### LISTED ENTRIES

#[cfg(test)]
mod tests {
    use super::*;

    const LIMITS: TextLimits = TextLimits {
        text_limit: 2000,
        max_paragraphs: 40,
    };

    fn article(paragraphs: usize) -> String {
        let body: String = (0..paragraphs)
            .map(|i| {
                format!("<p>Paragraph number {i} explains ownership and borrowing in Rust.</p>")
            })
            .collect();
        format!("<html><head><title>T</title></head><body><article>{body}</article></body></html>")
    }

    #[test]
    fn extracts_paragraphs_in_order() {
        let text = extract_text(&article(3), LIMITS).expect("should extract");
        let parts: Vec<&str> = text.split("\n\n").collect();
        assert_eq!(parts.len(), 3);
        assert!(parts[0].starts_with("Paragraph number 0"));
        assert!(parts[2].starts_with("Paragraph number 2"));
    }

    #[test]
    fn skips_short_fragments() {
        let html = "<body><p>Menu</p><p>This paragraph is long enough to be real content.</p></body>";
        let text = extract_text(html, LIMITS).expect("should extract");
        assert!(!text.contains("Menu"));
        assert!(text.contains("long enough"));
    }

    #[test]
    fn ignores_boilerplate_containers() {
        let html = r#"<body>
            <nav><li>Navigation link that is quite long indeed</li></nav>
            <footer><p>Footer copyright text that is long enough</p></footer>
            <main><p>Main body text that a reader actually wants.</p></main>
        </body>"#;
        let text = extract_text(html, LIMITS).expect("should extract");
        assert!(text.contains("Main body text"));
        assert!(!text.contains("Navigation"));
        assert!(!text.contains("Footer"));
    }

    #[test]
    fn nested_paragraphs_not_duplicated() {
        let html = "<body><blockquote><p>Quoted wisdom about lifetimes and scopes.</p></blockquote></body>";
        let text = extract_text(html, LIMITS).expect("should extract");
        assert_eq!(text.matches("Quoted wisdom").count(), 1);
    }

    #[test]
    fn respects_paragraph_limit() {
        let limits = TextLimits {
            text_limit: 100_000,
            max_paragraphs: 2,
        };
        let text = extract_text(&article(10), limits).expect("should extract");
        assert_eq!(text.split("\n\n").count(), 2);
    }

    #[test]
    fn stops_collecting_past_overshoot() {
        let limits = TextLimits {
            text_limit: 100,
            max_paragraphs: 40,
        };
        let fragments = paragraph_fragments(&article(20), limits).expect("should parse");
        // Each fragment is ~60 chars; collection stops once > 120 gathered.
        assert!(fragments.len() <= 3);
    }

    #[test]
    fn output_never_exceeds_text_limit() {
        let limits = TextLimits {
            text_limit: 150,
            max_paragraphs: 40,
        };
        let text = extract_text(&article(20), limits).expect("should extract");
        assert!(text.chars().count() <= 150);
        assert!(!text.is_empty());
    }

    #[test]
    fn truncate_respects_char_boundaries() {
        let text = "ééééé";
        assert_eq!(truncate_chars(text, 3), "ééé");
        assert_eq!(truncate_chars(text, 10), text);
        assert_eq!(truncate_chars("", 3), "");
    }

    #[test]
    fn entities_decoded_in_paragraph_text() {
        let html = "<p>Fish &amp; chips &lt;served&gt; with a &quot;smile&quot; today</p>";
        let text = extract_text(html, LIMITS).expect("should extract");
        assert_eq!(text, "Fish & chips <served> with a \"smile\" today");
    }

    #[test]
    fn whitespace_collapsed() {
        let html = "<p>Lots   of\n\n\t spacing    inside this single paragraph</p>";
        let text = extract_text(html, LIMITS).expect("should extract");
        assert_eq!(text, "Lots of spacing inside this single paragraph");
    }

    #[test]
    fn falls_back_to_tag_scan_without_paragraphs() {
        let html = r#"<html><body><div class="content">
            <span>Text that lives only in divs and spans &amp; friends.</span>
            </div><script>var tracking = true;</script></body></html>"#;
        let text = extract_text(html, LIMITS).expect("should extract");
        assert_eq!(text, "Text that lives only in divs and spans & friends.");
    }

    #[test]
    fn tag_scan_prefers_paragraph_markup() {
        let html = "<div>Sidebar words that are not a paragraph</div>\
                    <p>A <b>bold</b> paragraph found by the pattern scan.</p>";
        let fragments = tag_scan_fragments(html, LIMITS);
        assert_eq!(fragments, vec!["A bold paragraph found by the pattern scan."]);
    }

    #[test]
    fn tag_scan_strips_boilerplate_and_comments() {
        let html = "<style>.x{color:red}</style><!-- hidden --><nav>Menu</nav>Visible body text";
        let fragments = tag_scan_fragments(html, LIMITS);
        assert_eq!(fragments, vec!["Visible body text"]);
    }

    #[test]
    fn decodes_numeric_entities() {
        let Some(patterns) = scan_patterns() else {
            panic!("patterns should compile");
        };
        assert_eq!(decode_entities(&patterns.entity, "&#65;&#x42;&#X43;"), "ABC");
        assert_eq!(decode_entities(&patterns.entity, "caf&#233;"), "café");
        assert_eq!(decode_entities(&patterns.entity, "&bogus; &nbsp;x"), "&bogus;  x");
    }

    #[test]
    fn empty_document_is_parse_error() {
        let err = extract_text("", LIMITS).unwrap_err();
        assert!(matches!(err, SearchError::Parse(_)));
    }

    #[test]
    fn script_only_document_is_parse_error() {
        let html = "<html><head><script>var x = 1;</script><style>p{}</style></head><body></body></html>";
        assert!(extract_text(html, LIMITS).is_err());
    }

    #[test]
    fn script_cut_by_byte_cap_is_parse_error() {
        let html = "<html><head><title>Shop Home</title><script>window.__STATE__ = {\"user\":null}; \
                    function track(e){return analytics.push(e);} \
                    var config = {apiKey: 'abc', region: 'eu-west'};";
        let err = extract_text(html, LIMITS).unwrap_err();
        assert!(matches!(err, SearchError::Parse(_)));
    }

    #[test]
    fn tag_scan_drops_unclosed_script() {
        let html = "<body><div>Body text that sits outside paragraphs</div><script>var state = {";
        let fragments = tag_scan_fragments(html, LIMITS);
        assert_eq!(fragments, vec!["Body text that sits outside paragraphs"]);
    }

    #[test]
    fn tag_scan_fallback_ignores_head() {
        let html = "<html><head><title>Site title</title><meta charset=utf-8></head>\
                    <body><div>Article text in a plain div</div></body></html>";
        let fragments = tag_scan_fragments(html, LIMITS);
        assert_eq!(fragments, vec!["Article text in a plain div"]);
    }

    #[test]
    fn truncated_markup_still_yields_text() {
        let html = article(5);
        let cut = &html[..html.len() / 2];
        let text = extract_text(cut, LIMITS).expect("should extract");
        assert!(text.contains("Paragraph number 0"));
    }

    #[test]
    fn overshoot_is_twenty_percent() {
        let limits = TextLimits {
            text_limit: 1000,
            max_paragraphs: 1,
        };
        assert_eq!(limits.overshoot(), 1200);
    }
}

######
### LISTED ENTRIES

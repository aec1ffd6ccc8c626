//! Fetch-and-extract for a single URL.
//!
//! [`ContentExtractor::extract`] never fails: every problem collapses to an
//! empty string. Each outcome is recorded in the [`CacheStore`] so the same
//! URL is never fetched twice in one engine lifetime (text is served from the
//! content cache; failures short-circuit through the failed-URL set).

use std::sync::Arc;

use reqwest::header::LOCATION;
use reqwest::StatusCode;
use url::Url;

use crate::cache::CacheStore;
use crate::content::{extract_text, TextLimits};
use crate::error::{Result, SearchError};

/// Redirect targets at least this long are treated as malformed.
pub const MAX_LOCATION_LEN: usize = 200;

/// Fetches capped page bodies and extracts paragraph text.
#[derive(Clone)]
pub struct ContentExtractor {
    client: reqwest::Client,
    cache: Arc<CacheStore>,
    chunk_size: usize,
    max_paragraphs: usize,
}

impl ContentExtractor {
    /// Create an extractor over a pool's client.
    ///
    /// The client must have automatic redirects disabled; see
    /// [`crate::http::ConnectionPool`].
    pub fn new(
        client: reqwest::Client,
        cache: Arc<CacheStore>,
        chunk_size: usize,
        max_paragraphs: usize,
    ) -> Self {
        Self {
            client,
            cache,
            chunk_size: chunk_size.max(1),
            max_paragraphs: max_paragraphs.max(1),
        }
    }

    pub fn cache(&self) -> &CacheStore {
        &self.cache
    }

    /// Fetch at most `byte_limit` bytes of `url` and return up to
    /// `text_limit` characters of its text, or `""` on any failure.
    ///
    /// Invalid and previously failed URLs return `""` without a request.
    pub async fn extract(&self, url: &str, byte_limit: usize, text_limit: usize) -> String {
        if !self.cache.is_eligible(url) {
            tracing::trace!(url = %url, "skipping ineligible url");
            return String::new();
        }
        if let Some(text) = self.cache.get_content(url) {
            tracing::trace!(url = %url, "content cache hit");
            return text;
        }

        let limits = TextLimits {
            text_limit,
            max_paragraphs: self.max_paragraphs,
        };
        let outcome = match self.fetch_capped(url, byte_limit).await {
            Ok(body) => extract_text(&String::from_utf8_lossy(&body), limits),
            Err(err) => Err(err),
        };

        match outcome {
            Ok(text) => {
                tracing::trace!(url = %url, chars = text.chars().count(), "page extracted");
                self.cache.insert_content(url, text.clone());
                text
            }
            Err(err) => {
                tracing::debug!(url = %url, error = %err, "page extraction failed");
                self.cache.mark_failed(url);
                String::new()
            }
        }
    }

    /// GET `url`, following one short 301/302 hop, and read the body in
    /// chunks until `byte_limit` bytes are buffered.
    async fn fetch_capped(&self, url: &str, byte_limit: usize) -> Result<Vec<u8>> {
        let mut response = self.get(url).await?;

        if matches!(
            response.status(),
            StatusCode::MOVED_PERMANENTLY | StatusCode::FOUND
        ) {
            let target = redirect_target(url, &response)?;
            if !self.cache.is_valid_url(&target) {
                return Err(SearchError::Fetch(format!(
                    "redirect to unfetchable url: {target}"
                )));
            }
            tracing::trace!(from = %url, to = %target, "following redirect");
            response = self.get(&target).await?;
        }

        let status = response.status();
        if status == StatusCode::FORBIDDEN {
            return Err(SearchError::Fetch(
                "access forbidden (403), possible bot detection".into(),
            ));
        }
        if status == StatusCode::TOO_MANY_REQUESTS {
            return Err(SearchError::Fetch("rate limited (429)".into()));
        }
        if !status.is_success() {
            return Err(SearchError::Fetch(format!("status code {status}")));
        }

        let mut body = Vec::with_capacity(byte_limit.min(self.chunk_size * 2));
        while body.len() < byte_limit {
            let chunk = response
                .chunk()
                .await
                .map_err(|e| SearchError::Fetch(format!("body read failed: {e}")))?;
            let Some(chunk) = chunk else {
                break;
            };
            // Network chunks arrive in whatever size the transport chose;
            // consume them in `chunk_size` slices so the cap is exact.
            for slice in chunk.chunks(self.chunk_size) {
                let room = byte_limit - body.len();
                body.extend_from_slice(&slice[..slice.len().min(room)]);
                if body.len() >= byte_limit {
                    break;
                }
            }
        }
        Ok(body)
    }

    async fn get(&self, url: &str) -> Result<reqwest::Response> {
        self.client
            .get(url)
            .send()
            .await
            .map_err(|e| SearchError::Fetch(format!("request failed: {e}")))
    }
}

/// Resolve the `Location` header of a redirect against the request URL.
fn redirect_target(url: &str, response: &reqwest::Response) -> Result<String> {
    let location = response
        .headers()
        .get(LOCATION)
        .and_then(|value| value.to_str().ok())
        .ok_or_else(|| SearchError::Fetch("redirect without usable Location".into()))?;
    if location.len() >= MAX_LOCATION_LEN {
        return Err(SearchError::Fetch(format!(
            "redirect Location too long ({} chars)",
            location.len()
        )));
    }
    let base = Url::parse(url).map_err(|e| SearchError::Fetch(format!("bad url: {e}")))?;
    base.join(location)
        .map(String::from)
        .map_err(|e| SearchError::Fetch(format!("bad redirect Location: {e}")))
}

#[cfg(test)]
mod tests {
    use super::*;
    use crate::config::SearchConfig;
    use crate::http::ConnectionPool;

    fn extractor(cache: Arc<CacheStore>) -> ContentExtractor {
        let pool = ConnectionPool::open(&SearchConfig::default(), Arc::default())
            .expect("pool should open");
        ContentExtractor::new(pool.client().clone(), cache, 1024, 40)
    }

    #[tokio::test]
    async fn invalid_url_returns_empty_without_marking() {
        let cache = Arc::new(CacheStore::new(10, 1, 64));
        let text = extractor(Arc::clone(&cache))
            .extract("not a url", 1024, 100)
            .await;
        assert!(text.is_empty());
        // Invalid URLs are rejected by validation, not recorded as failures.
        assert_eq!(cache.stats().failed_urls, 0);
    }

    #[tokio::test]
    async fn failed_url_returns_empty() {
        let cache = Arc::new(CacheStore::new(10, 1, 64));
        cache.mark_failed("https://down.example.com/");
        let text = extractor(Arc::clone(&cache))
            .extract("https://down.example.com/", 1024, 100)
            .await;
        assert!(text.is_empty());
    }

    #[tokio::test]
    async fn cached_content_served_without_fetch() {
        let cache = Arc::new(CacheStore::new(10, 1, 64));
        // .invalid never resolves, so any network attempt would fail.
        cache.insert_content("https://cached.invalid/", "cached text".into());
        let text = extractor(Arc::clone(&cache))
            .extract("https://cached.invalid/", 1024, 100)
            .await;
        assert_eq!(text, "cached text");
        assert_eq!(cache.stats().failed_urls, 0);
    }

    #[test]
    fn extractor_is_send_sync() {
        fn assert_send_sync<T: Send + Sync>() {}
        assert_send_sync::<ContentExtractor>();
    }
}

######

▸ **BRIEF**: Where does the word "Menu" occur in the data? Copy every line that has it.

▸ **RESPONSE TO THE EXERCISE**:
        let html = "<body><p>Menu</p><p>This paragraph is long enough to be real content.</p></body>";
        assert!(!text.contains("Menu"));
        let html = "<style>.x{color:red}</style><!-- hidden --><nav>Menu</nav>Visible body text";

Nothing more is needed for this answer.